Question

\[x^2 + x + \frac{1}{\sqrt{2}} = 0\]

Answer 1

Given equation: 

\[x^2 + x + \frac{1}{\sqrt{2}} = 0\]

Comparing the given equation with the general form of the quadratic equation 

\[a x^2 + bx + c = 0\] , we get

\[a = 1, b = 1\] and \[c = \frac{1}{\sqrt{2}}\]

Substituting these values in

\[\alpha = \frac{- b + \sqrt{b^2 - 4ac}}{2a}\] and \[\beta = \frac{- b - \sqrt{b^2 - 4ac}}{2a}\], we get:

\[\alpha = \frac{- 1 + \sqrt{1 - 4 \times \frac{1}{\sqrt{2}}}}{2}\] and \[\beta = \frac{- 1 - \sqrt{1 - 4 \times \frac{1}{\sqrt{2}}}}{2}\]

\[\Rightarrow \alpha = \frac{- 1 + \sqrt{1 - 2\sqrt{2}}}{2}\]   and \[\beta = \frac{- 1 - \sqrt{1 - 2\sqrt{2}}}{2}\]

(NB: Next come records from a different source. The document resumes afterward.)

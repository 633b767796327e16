//! Cube lattice: cells, surface membership and world-space anchors.

use glam::Vec3;
use serde::{Deserialize, Serialize};

use super::direction::{Axis, Direction, FaceNormal};
use super::error::ConfigError;

/// A lattice point of the N x N x N cube
#[derive(
    Debug, Clone, Copy, Default, PartialEq, Eq, Hash, PartialOrd, Ord, Serialize, Deserialize,
)]
pub struct GridCell {
    pub x: i32,
    pub y: i32,
    pub z: i32,
}

impl GridCell {
    pub fn new(x: i32, y: i32, z: i32) -> Self {
        Self { x, y, z }
    }

    /// Move cell by delta
    pub fn moved_by(&self, dx: i32, dy: i32, dz: i32) -> Self {
        Self {
            x: self.x + dx,
            y: self.y + dy,
            z: self.z + dz,
        }
    }

    /// Move cell one step in a direction
    pub fn moved_in_direction(&self, direction: Direction) -> Self {
        let (dx, dy, dz) = direction.delta();
        self.moved_by(dx, dy, dz)
    }

    pub fn coord(&self, axis: Axis) -> i32 {
        match axis {
            Axis::X => self.x,
            Axis::Y => self.y,
            Axis::Z => self.z,
        }
    }

    pub fn with_coord(mut self, axis: Axis, value: i32) -> Self {
        match axis {
            Axis::X => self.x = value,
            Axis::Y => self.y = value,
            Axis::Z => self.z = value,
        }
        self
    }
}

/// Coordinate range `0..=max` shared by all three axes
#[derive(Debug, Clone, Copy, PartialEq, Eq)]
pub struct LatticeBounds {
    max: i32,
}

impl LatticeBounds {
    pub fn new(size: i32) -> Self {
        Self { max: size - 1 }
    }

    pub fn max(&self) -> i32 {
        self.max
    }

    /// Check if a cell lies inside the lattice
    pub fn contains(&self, cell: GridCell) -> bool {
        Axis::ALL
            .iter()
            .all(|&axis| (0..=self.max).contains(&cell.coord(axis)))
    }

    /// Check if a cell lies on the outer shell of the lattice
    pub fn is_surface(&self, cell: GridCell) -> bool {
        self.contains(cell)
            && Axis::ALL.iter().any(|&axis| {
                let c = cell.coord(axis);
                c == 0 || c == self.max
            })
    }

    /// Bounds the cell lies beyond, as the outward direction of each one
    pub fn exceeded(&self, cell: GridCell) -> impl Iterator<Item = Direction> + '_ {
        Axis::ALL.into_iter().filter_map(move |axis| {
            let c = cell.coord(axis);
            if c > self.max {
                Some(Direction::along(axis, true))
            } else if c < 0 {
                Some(Direction::along(axis, false))
            } else {
                None
            }
        })
    }
}

/// The logical cube lattice.
///
/// Everything derived from the grid size and spacing is computed once here and
/// never recomputed per tick.
#[derive(Debug, Clone)]
pub struct CubeGrid {
    size: i32,
    bounds: LatticeBounds,
    spacing: f32,
    half_extent: f32,
    surface: Vec<GridCell>,
}

impl CubeGrid {
    /// Create a grid of `size` cells per edge, spaced `unit_size + gap` apart
    pub fn new(size: usize, unit_size: f32, gap: f32) -> Result<Self, ConfigError> {
        if size < 2 {
            return Err(ConfigError::GridTooSmall(size));
        }
        let size = i32::try_from(size).map_err(|_| ConfigError::GridTooLarge(size))?;
        let spacing = unit_size + gap;
        let half_extent = (size - 1) as f32 * spacing / 2.0;

        let bounds = LatticeBounds::new(size);
        let mut surface = Vec::new();
        for x in 0..size {
            for y in 0..size {
                for z in 0..size {
                    let cell = GridCell::new(x, y, z);
                    if bounds.is_surface(cell) {
                        surface.push(cell);
                    }
                }
            }
        }

        Ok(Self {
            size,
            bounds,
            spacing,
            half_extent,
            surface,
        })
    }

    /// Cells per edge (N)
    pub fn size(&self) -> i32 {
        self.size
    }

    /// Largest valid coordinate (N - 1)
    pub fn max_coord(&self) -> i32 {
        self.bounds.max()
    }

    pub fn bounds(&self) -> LatticeBounds {
        self.bounds
    }

    pub fn spacing(&self) -> f32 {
        self.spacing
    }

    pub fn contains(&self, cell: GridCell) -> bool {
        self.bounds.contains(cell)
    }

    pub fn is_surface(&self, cell: GridCell) -> bool {
        self.bounds.is_surface(cell)
    }

    /// All surface cells, ordered by x, then y, then z
    pub fn surface_cells(&self) -> &[GridCell] {
        &self.surface
    }

    pub fn surface_count(&self) -> usize {
        self.surface.len()
    }

    /// World-space anchor of a cell, with the whole lattice centered on the origin
    pub fn anchor(&self, cell: GridCell) -> Vec3 {
        Vec3::new(cell.x as f32, cell.y as f32, cell.z as f32) * self.spacing
            - Vec3::splat(self.half_extent)
    }

    /// Check if a cell lies on the plane of the face with the given normal
    pub fn is_on_face(&self, cell: GridCell, normal: FaceNormal) -> bool {
        self.contains(cell) && cell.coord(normal.axis()) == self.face_coord(normal)
    }

    /// Coordinate along the normal's axis shared by every cell of that face
    pub fn face_coord(&self, normal: FaceNormal) -> i32 {
        if normal.is_positive() {
            self.max_coord()
        } else {
            0
        }
    }

    /// Canonical face of a surface cell.
    ///
    /// Edge and corner cells belong to several faces; the first match in the
    /// order +Z, -Z, +X, -X, +Y, -Y wins. Only used for placement and display,
    /// never to override the normal a snake arrived with.
    pub fn surface_normal(&self, cell: GridCell) -> Option<FaceNormal> {
        const PRIORITY: [Direction; 6] = [
            Direction::PosZ,
            Direction::NegZ,
            Direction::PosX,
            Direction::NegX,
            Direction::PosY,
            Direction::NegY,
        ];
        PRIORITY
            .into_iter()
            .find(|&normal| self.is_on_face(cell, normal))
    }

    /// Cell of the face with `normal` at screen column `col` and row `row`,
    /// counted from the top-left corner when viewed from outside the cube.
    pub fn face_cell(&self, normal: FaceNormal, col: i32, row: i32) -> GridCell {
        let (right, up) = normal.view_axes();
        let max = self.max_coord();
        let along_right = if right.is_positive() { col } else { max - col };
        let along_up = if up.is_positive() { max - row } else { row };

        GridCell::new(0, 0, 0)
            .with_coord(normal.axis(), self.face_coord(normal))
            .with_coord(right.axis(), along_right)
            .with_coord(up.axis(), along_up)
    }
}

\[\Rightarrow \alpha = \frac{- 1 + i\sqrt{2\sqrt{2} - 1}}{2}\]  and \[\beta = \frac{- 1 - i\sqrt{2\sqrt{2} - 1}}{2}\]

Hence, the roots of the equation are \[\frac{- 1 \pm i\sqrt{2\sqrt{2} - 1}}{2}\] .